At posting, that is. I was posting about twice a week for a little while there. Then September hit. The new school year is in full swing. Helping with homework. The kids’ activities have picked up. The list could go on and on.
Mark’s new contract job has also added to the “busyness” of my life. He has been working really hard learning and doing his new job. He also started a part-time tutoring job for a local community college just before the contract job started. So he has been squeezing 12 hours a week in there, too. Finally, he had just secured a writing gig for a political group creating their “candidate score card” for college students just before starting the new contract job. Oh, and he has some work for a regular writing client to fit in there too. So while he has not been gone all the time, I have had to hold up more of the work load on the homefront with all of this activity. I am not complaining–just reporting. Truly, I am thankful for the work he has secured.
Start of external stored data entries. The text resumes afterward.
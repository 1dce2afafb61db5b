//! N-Queens solver library.
//!
//! Enumerates every placement of N queens on an N×N board such that no two
//! queens share a row, column or diagonal, using a depth-first backtracking
//! search over a single mutable board.

pub mod board;
pub mod error;
pub mod render;
pub mod solution;
pub mod solver;

// Re-export main types
pub use board::{Board, Position};
pub use error::SolveError;
pub use render::render;
pub use solution::{QueenRows, Solution};
pub use solver::{
    count_solutions, find_solutions, search, SolverConfig, SolverResult, DEFAULT_MAX_SIDE_LENGTH,
};
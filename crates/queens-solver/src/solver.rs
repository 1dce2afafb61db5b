//! Exhaustive backtracking search over column-by-column queen placement.
//!
//! One board is shared by the whole search. Each column tries rows in
//! ascending order, so solutions come out in lexicographic order of their
//! per-column rows.

use std::time::{Duration, Instant};

use log::{debug, trace};

use crate::board::Board;
use crate::error::SolveError;
use crate::solution::Solution;

/// Largest board accepted by default
pub const DEFAULT_MAX_SIDE_LENGTH: usize = 12;

/// Configuration for the solver
#[derive(Debug, Clone)]
pub struct SolverConfig {
    /// Side lengths above this are rejected before searching
    pub max_side_length: usize,
}

impl Default for SolverConfig {
    fn default() -> Self {
        Self {
            max_side_length: DEFAULT_MAX_SIDE_LENGTH,
        }
    }
}

/// Result of the solver search
#[derive(Debug, Clone)]
pub struct SolverResult {
    pub side_length: usize,
    /// Every solution, in discovery order
    pub solutions: Vec<Solution>,
    /// Wall-clock time spent in the search
    pub elapsed: Duration,
}

impl SolverResult {
    pub fn solution_count(&self) -> usize {
        self.solutions.len()
    }

    pub fn elapsed_ms(&self) -> u64 {
        self.elapsed.as_millis() as u64
    }
}

fn validate(side_length: usize, config: &SolverConfig) -> Result<(), SolveError> {
    if side_length == 0 {
        return Err(SolveError::InvalidSideLength);
    }
    if side_length > config.max_side_length {
        return Err(SolveError::SideLengthTooLarge {
            side_length,
            max: config.max_side_length,
        });
    }
    Ok(())
}

/// Place a queen in `column` on every row that is not attacked, recursing into
/// the next column after each placement.
///
/// A placement in the last column completes a solution: a snapshot is
/// recorded, the queen is taken back and the remaining rows are still tried.
pub fn search(board: &mut Board, column: usize, solutions: &mut Vec<Solution>) {
    let side_length = board.side_length();
    if column >= side_length {
        return;
    }

    for row in 0..side_length {
        if !board.try_place(column, row) {
            continue;
        }

        if column == side_length - 1 {
            solutions.push(board.snapshot());
            trace!("solution #{} recorded", solutions.len());
        } else {
            search(board, column + 1, solutions);
        }

        board.remove_queen(column, row);
    }
}

/// Find every solution for a board of `side_length * side_length` cells.
pub fn find_solutions(side_length: usize, config: &SolverConfig) -> Result<SolverResult, SolveError> {
    validate(side_length, config)?;

    debug!("searching n queens for n={side_length}");
    let mut board = Board::new(side_length);
    let mut solutions = Vec::new();

    let start_time = Instant::now();
    search(&mut board, 0, &mut solutions);
    let elapsed = start_time.elapsed();

    debug_assert_eq!(board.queen_count(), 0);
    debug!(
        "found {} solutions for n={side_length} in {elapsed:?}",
        solutions.len()
    );

    Ok(SolverResult {
        side_length,
        solutions,
        elapsed,
    })
}

/// Number of solutions for `side_length`, discarding the boards
pub fn count_solutions(side_length: usize, config: &SolverConfig) -> Result<usize, SolveError> {
    find_solutions(side_length, config).map(|result| result.solution_count())
}

#[cfg(test)]
mod tests {
    use super::*;

    fn rows(result: &SolverResult) -> Vec<Vec<usize>> {
        result
            .solutions
            .iter()
            .map(|s| s.queen_rows().to_vec())
            .collect()
    }

    #[test]
    fn test_known_counts() {
        let config = SolverConfig::default();
        for (n, expected) in [(1, 1), (2, 0), (3, 0), (4, 2), (5, 10), (6, 4), (7, 40), (8, 92)] {
            assert_eq!(count_solutions(n, &config).unwrap(), expected, "n={n}");
        }
    }

    #[test]
    fn test_four_queens_order() {
        let result = find_solutions(4, &SolverConfig::default()).unwrap();
        assert_eq!(rows(&result), vec![vec![1, 3, 0, 2], vec![2, 0, 3, 1]]);
    }

    #[test]
    fn test_single_cell_board() {
        let result = find_solutions(1, &SolverConfig::default()).unwrap();
        assert_eq!(result.solution_count(), 1);
        assert!(result.solutions[0].has_queen(0, 0));
    }

    #[test]
    fn test_search_from_first_column() {
        let mut board = Board::new(5);
        let mut solutions = Vec::new();
        search(&mut board, 0, &mut solutions);
        assert_eq!(solutions.len(), 10);
        assert_eq!(board.queen_count(), 0);
    }

    #[test]
    fn test_search_leaves_board_empty() {
        let mut board = Board::new(6);
        let mut solutions = Vec::new();
        search(&mut board, 0, &mut solutions);
        assert_eq!(board, Board::new(6));
    }

    #[test]
    fn test_zero_side_length_rejected() {
        let err = find_solutions(0, &SolverConfig::default()).unwrap_err();
        assert_eq!(err, SolveError::InvalidSideLength);
    }

    #[test]
    fn test_side_length_above_max_rejected() {
        let config = SolverConfig { max_side_length: 6 };
        let err = find_solutions(7, &config).unwrap_err();
        assert_eq!(
            err,
            SolveError::SideLengthTooLarge {
                side_length: 7,
                max: 6
            }
        );
        assert!(find_solutions(6, &config).is_ok());
    }
}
We are now praying it will continue for a long time!
My day job is almost over–sort of. I resigned from my day job 2 weeks ago, but because of the company’s tenuous financial state, they really aren’t in a position to replace me. So I have agreed to work 7 – 8 hours a week when Charis is at pre-school. One of the women who used to work there will also be helping with typing reports on a contract basis. But if this doesn’t work out to suit our family situation, I’ll be out of there.
Life is never stagnate, that’s for sure.
I hope that posts in the future bring reports of all the great projects I am completing around home. However, I have already agreed to 2 play dates for Charis on her free afternoons. Her social life may keep me busier than working! But it will be more fun.
Oh, and somehow in addition to being Charis’s activity director and completing massive home improvement projects and exercising, I am going to market Mark’s business. Hmmm . . . we’ll see.
Oh, yeah, I want to read more, too.
Today we got some good news. Last week Mark went through an interview/testing process for a new job. A little more than a week later, the company called to say he didn’t get the job. But with the bad news came an offer to do some very regular contract work for the company. Yes. It would have been great to get the full-time gig, but we think the part-time contract work will be enough with Mark’s other clients and part-time tutoring for me to quit my part-time job outside our house.
That’s where the juggling comes in–we (especially Mark) will have a lot of balls in the air to juggle. I am really thankful that I will be able to resign tomorrow. I am anxious to spend more time with my little blonde girl during her last year before Kindergarten. I am anxious to come up with excuses other than my job for not getting the laundry done. We are thankful for all the balls to juggle!
Now, on to other news . . . Charis started 3 half-days a week of pre-school today. She was so tired when I picked her up. She fell asleep in the five minutes between her school and the big kids’ school. She said she had a good time. She was really glad to be with kids her own age. We were glad that she could have some real people to play with in addition to her imaginary friends.